L'année 2007 a été une année particulièrement noire pour les libertés en Iran, marquée par une répression inégalée à l'encontre de l'ensemble des acteurs de la société civile.1 La répression a ainsi continué de viser toute voix dissidente – en particulier celle provenant des journalistes, des étudiants, des syndicalistes, des opposants politiques, des universitaires et intellectuels, des dignitaires religieux modérés – et s'est traduite par des vagues récurrentes d'arrestations et de condamnations arbitraires. Nombre de journaux et de publications sur Internet ont en outre été interdits et les journalistes ont fait l'objet d'arrestations et de peines très sévères, en particulier ceux provenant de la province kurde.
Le recours à la peine de mort a par ailleurs considérablement augmenté : 265 personnes auraient été exécutées en 2007 (contre 177 en 2006),2 dont des personnes mineures au moment de la commission de l'infraction, et ce en violation flagrante du droit international. Outre le fait que la peine capitale est également appliquée aux crimes dits "sexuels" (adultère, homosexualité), le recours aux peines d'amputation et de lapidation s'est lui aussi fortement accru.

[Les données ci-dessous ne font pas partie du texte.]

//! Work queue interface and in-memory implementation
//!
//! The crawler consumes repository identifiers from a FIFO queue. The broker
//! transport itself (Redis, SQS, ...) lives outside this crate; the trait
//! here is the boundary the core depends on. Items travel as raw JSON values
//! so that a timed-out task can push back exactly what it dequeued.

use async_trait::async_trait;
use serde_json::Value;
use std::collections::VecDeque;
use thiserror::Error;
use tokio::sync::Mutex;

/// Errors that can occur during queue operations
#[derive(Debug, Error)]
pub enum QueueError {
    #[error("Queue transport error: {0}")]
    Transport(String),

    #[error("Serialization error: {0}")]
    Serialization(#[from] serde_json::Error),

    #[error("IO error: {0}")]
    Io(#[from] std::io::Error),
}

/// Result type for queue operations
pub type QueueResult<T> = Result<T, QueueError>;

/// A recognized crawl target parsed out of a raw queue message
///
/// Messages carry arbitrary JSON mappings; the crawler recognizes two shapes.
/// Everything else is dropped silently by the consuming task.
#[derive(Debug, Clone, PartialEq, Eq)]
pub enum WorkItem {
    /// A repository addressed by owner and name, the primary crawl shape
    Repo { owner: String, name: String },

    /// A repository addressed by an opaque numeric id, needing owner/name
    /// resolution through the fetch client's optional lookup
    Id(u64),
}

impl WorkItem {
    /// Parses a raw queue message into a recognized work item
    ///
    /// # Returns
    ///
    /// * `Some(WorkItem)` - The message matched a recognized shape
    /// * `None` - Unrecognized shape; the caller should drop the message
    pub fn from_value(value: &Value) -> Option<WorkItem> {
        let map = value.as_object()?;

        if let (Some(owner), Some(name)) = (
            map.get("owner").and_then(Value::as_str),
            map.get("name").and_then(Value::as_str),
        ) {
            return Some(WorkItem::Repo {
                owner: owner.to_string(),
                name: name.to_string(),
            });
        }

        if let Some(id) = map.get("id").and_then(Value::as_u64) {
            return Some(WorkItem::Id(id));
        }

        None
    }
}

/// Trait for FIFO work queue implementations
///
/// Implementations must be safe for concurrent calls from multiple tasks.
#[async_trait]
pub trait WorkQueue: Send + Sync {
    /// Pushes one message onto the back of the queue
    async fn put(&self, item: Value) -> QueueResult<()>;

    /// Pops the front message, or `None` if the queue is empty
    async fn get(&self) -> QueueResult<Option<Value>>;

    /// Whether the queue currently holds no messages
    async fn is_empty(&self) -> QueueResult<bool>;

    /// Number of messages currently queued
    async fn len(&self) -> QueueResult<usize>;

    /// Removes every queued message
    async fn delete_all(&self) -> QueueResult<()>;
}

/// In-memory FIFO queue
///
/// Reference implementation of [`WorkQueue`] used by the binary's seeded mode
/// and by tests.
#[derive(Debug, Default)]
pub struct MemoryQueue {
    items: Mutex<VecDeque<Value>>,
}

impl MemoryQueue {
    /// Creates an empty queue
    pub fn new() -> Self {
        Self::default()
    }

    /// Creates a queue pre-loaded with the given messages, front first
    pub fn seeded(items: impl IntoIterator<Item = Value>) -> Self {
        Self {
            items: Mutex::new(items.into_iter().collect()),
        }
    }
}

#[async_trait]
impl WorkQueue for MemoryQueue {
    async fn put(&self, item: Value) -> QueueResult<()> {
        self.items.lock().await.push_back(item);
        Ok(())
    }

    async fn get(&self) -> QueueResult<Option<Value>> {
        Ok(self.items.lock().await.pop_front())
    }

    async fn is_empty(&self) -> QueueResult<bool> {
        Ok(self.items.lock().await.is_empty())
    }

    async fn len(&self) -> QueueResult<usize> {
        Ok(self.items.lock().await.len())
    }

    async fn delete_all(&self) -> QueueResult<()> {
        self.items.lock().await.clear();
        Ok(())
    }
}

L'année 2007 a également été marquée par une répression croissante des minorités ethniques et religieuses en République islamique d'Iran : ainsi, trois Baha'is arrêtés à Shiraz en mai 2006 ont été condamnés à des peines de quatre ans de prison en novembre 2007, prétendument pour avoir mené de la propagande contre le régime. 51 autres ont été condamnés à un an de prison avec sursis, moyennant l'obligation de suivre des cours dispensés par l'Organisation de la propagande islamique. En réalité, ces personnes avaient participé à un projet humanitaire visant à dispenser des cours de soutien scolaire à des enfants marginalisés à Shiraz. Les minorités azérie, arabophone et kurde ont également été particulièrement visées.
Toutefois, en dépit du degré de répression croissant de la part des autorités, la société civile est restée dynamique, et la "Campagne pour un million de signatures", mouvement pour l'égalité des droits entre hommes et femmes, n'a cessé de croître en popularité.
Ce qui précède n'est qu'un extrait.